There were a few different ones for the Galactica. One was supposed to be official. And a couple for the Pegasus. One was claimed to be taken from the SFX one.

Found the Galactica


----------



## Griffworks (Jun 24, 2002)

They're not free, but Kennedy Shipyards sells a set that's pretty nice. I've got one and while I can't confirm the accuracy, they're still very nice and look to be pretty close to accurate, at least externally. 

The site is currently down, however: 


> *This site has been temporarily vaporized until we get caught up with existing orders. Once we get caught up, the site will function as normal. *
> Thanks for visiting www.kennedyshipyards.com !


----------



## terryr (Feb 11, 2001)

http://www.shipschematics.net/bsg/images/colonial/battlestar_galactica.jpg


----------



## toyroy (Jul 17, 2005)

Thanks, all!  

I hope there are even _more_. When it comes to good scale drawings, one can never have too many!


----------



## cozmo (Nov 29, 2004)

toyroy said:


> When it comes to good scale drawings, one can never have too many!


 :lol: 

I only

Need 

Enough


----------



## terryr (Feb 11, 2001)

Here's a 3 foot homemade one.

http://www.starshipbuilder.com/forums/showthread.php?t=1340

He mentions a Yahoo Galactica forum.


----------



## terryr (Feb 11, 2001)

Or how about cardboard?

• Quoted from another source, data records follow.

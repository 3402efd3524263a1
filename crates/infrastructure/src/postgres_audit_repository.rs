use async_trait::async_trait;
use sqlx::PgPool;
use stockledger_application::{AuditEvent, AuditRepository};
use stockledger_core::{AppError, AppResult};

/// PostgreSQL-backed append-only audit log.
#[derive(Clone)]
pub struct PostgresAuditRepository {
    pool: PgPool,
}

impl PostgresAuditRepository {
    /// Creates a repository with the provided connection pool.
    #[must_use]
    pub fn new(pool: PgPool) -> Self {
        Self { pool }
    }
}

#[async_trait]
impl AuditRepository for PostgresAuditRepository {
    async fn append_event(&self, event: AuditEvent) -> AppResult<()> {
        sqlx::query(
            r#"
            INSERT INTO audit_events (tenant_id, subject, action, entity_logical_name, record_id)
            VALUES ($1, $2, $3, $4, $5)
            "#,
        )
        .bind(event.tenant_id.as_uuid())
        .bind(event.subject.as_str())
        .bind(event.action.as_str())
        .bind(event.entity_logical_name.as_str())
        .bind(event.record_id.as_str())
        .execute(&self.pool)
        .await
        .map_err(|error| {
            AppError::Internal(format!(
                "failed to append audit event for record '{}' in tenant '{}': {error}",
                event.record_id, event.tenant_id
            ))
        })?;

        Ok(())
    }
}
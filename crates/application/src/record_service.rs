use std::sync::Arc;

use serde_json::Value;
use stockledger_core::{AppError, AppResult, UserIdentity};
use stockledger_domain::{
    AuditAction, GoodsReceipt, GoodsReceiptDraft, RecordId, RecordOperation, goods_receipt_schema,
};

use crate::authorization_service::AuthorizationService;
use crate::record_ports::{
    AuditEvent, AuditRepository, RecordQuery, RecordRepository, RelationIncludes,
};

/// Application service for goods-receipt record operations.
///
/// Each operation is a thin composition: authorization gate, then the
/// validation rule set for writes, then a single storage call through the
/// tenant-scoped store. No retries, no multi-step transactions.
#[derive(Clone)]
pub struct RecordService {
    repository: Arc<dyn RecordRepository>,
    authorization_service: AuthorizationService,
    audit_repository: Arc<dyn AuditRepository>,
}

impl RecordService {
    /// Creates a new record service from repository implementations.
    #[must_use]
    pub fn new(
        repository: Arc<dyn RecordRepository>,
        authorization_service: AuthorizationService,
        audit_repository: Arc<dyn AuditRepository>,
    ) -> Self {
        Self {
            repository,
            authorization_service,
            audit_repository,
        }
    }

    /// Lists goods receipts matching a translated query.
    pub async fn list(
        &self,
        actor: &UserIdentity,
        query: RecordQuery,
    ) -> AppResult<Vec<GoodsReceipt>> {
        let store = self
            .authorized_store(actor, RecordOperation::List)
            .await?;

        store.list(query).await
    }

    /// Creates a goods receipt from a JSON write payload.
    pub async fn create(&self, actor: &UserIdentity, payload: &Value) -> AppResult<GoodsReceipt> {
        let store = self
            .authorized_store(actor, RecordOperation::Create)
            .await?;

        let draft = GoodsReceiptDraft::from_payload(payload)?;
        let record = store.create(draft).await?;

        self.append_audit_event(actor, AuditAction::RecordCreated, record.id())
            .await?;

        Ok(record)
    }

    /// Gets a goods receipt by identifier.
    pub async fn get(
        &self,
        actor: &UserIdentity,
        record_id: RecordId,
        includes: RelationIncludes,
    ) -> AppResult<GoodsReceipt> {
        let store = self
            .authorized_store(actor, RecordOperation::Read)
            .await?;

        store
            .find(record_id, includes)
            .await?
            .ok_or_else(|| Self::not_found(record_id))
    }

    /// Replaces the mutable fields of a goods receipt.
    pub async fn update(
        &self,
        actor: &UserIdentity,
        record_id: RecordId,
        payload: &Value,
    ) -> AppResult<GoodsReceipt> {
        let store = self
            .authorized_store(actor, RecordOperation::Update)
            .await?;

        let draft = GoodsReceiptDraft::from_payload(payload)?;
        let record = store
            .update(record_id, draft)
            .await?
            .ok_or_else(|| Self::not_found(record_id))?;

        self.append_audit_event(actor, AuditAction::RecordUpdated, record.id())
            .await?;

        Ok(record)
    }

    /// Hard-deletes a goods receipt and returns the removed record.
    pub async fn delete(&self, actor: &UserIdentity, record_id: RecordId) -> AppResult<GoodsReceipt> {
        let store = self
            .authorized_store(actor, RecordOperation::Delete)
            .await?;

        let record = store
            .delete(record_id)
            .await?
            .ok_or_else(|| Self::not_found(record_id))?;

        self.append_audit_event(actor, AuditAction::RecordDeleted, record_id)
            .await?;

        Ok(record)
    }

    async fn authorized_store(
        &self,
        actor: &UserIdentity,
        operation: RecordOperation,
    ) -> AppResult<crate::TenantRecordStore> {
        self.authorization_service
            .authorize_records(
                actor,
                goods_receipt_schema().entity_logical_name(),
                operation,
                self.repository.clone(),
            )
            .await
    }

    async fn append_audit_event(
        &self,
        actor: &UserIdentity,
        action: AuditAction,
        record_id: RecordId,
    ) -> AppResult<()> {
        self.audit_repository
            .append_event(AuditEvent {
                tenant_id: actor.tenant_id(),
                subject: actor.subject().to_owned(),
                action,
                entity_logical_name: goods_receipt_schema().entity_logical_name().to_owned(),
                record_id: record_id.to_string(),
            })
            .await
    }

    fn not_found(record_id: RecordId) -> AppError {
        AppError::NotFound(format!("goods receipt '{record_id}' does not exist"))
    }
}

Lots of neat designs. Not totally accurate though.

http://www.freewebs.com/jaybats/

And then click on Dealers choice.


----------



## terryr (Feb 11, 2001)

Or how about StarTrek Galactica?

http://www.starshipbuilder.com/forums/attachment.php?attachmentid=517&d=1152598954


----------



## heiki (Aug 8, 1999)

Neither of the "StarShipBuilder" websites are open to the public. Can you repost the images or info here on Hobbytalk? I for one am not interested in registering my personal info just to see these items for a brief period of time.

Thanks



terryr said:


> Or how about StarTrek Galactica?
> 
> http://www.starshipbuilder.com/forums/attachment.php?attachmentid=517&d=1152598954


----------



## cobywan (Oct 27, 2001)

Just do it. The only reason to register is to keep the spam bots out. It's worth joining and looking at what they have. And they have stuff nobody else has.

If you can't do that then you're not really interested in the reference. Charles will never do anything bad with your info. Ever!


----------



## Griffworks (Jun 24, 2002)

I'll back Coby up on this. Charles Adams isn't going to do a thing w/your personal information. No more than Hank has done w/your personal info here or other sites have done with it. No need to be paranoid. 

'Sides, if someone wants to your personal information badly enough, they can likely find something more important than just your email addy and real name from the 'Net.


----------